Going through the data below, please show each line containing the string "save".

*** DATA SUPPLIED ***

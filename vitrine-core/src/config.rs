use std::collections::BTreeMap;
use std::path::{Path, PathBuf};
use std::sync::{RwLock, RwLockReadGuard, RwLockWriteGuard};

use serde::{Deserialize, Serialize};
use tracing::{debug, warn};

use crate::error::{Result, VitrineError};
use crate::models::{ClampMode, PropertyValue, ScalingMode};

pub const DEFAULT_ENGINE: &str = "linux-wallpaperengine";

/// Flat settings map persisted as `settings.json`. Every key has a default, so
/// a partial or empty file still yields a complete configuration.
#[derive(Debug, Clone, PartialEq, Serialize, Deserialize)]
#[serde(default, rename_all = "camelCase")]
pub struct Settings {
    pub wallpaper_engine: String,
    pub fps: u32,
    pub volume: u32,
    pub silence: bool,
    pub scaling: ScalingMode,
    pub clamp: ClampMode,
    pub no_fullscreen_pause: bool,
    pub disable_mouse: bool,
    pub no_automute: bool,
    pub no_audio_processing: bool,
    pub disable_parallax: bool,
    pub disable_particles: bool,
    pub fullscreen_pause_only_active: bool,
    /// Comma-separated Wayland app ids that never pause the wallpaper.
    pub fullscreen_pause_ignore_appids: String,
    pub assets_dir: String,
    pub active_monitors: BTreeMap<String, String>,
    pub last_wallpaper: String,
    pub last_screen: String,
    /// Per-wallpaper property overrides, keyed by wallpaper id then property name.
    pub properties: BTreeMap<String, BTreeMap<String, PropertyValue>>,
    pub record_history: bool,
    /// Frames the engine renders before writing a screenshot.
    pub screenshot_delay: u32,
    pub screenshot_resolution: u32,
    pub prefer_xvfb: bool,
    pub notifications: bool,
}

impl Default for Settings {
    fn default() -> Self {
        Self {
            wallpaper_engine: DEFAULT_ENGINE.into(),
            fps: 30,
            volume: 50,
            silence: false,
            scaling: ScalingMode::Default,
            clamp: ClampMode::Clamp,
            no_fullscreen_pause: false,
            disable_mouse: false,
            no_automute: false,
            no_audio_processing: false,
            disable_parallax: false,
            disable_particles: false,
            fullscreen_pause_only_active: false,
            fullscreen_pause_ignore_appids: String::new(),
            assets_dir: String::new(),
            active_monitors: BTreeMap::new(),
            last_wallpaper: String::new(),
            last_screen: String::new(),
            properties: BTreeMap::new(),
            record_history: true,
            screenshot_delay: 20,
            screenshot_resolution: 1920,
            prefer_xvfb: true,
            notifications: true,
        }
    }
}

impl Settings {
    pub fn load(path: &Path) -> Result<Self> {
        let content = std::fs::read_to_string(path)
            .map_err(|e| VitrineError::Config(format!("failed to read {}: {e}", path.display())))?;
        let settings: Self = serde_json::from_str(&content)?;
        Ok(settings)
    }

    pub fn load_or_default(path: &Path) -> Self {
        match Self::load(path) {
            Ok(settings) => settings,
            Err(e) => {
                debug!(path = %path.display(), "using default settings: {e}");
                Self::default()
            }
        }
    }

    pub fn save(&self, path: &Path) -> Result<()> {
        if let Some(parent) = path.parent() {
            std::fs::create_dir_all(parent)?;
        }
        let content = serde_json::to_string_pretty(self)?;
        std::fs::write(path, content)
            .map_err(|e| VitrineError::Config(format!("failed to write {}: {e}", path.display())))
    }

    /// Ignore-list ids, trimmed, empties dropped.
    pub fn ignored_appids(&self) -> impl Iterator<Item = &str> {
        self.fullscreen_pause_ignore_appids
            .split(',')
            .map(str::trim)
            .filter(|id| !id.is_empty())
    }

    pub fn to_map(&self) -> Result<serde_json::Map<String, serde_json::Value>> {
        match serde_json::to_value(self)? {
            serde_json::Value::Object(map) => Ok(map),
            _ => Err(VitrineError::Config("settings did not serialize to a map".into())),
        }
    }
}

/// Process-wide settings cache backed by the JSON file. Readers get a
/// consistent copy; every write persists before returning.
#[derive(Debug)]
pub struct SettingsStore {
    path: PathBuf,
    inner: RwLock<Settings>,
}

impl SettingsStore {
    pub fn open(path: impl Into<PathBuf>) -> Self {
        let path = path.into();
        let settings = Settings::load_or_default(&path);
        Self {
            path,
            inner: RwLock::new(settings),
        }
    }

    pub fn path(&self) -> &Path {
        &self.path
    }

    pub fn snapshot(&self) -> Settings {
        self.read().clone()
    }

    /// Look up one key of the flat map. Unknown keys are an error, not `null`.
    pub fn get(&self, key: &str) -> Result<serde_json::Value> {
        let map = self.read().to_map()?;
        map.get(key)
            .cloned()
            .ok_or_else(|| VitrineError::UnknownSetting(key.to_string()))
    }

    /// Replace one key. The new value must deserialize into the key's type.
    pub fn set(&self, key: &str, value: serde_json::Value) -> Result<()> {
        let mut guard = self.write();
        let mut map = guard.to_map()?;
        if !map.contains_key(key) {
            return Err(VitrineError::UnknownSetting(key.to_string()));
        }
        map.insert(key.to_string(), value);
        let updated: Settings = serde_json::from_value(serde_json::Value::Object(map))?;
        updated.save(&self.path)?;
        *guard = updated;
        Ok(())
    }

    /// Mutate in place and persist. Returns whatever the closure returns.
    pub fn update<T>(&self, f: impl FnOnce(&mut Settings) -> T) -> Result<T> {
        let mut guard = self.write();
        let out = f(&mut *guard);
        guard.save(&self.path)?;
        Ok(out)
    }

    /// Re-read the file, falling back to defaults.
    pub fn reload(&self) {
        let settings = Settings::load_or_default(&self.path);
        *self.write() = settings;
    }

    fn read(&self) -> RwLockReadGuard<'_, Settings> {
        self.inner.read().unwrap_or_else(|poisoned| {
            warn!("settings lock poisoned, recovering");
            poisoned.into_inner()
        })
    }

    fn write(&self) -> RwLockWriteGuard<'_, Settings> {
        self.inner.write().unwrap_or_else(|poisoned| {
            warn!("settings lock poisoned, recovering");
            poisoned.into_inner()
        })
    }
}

*** End of DATA SUPPLIED ***

--- ANSWER TO THE PROBLEM ---
    pub fn save(&self, path: &Path) -> Result<()> {
        updated.save(&self.path)?;
        guard.save(&self.path)?;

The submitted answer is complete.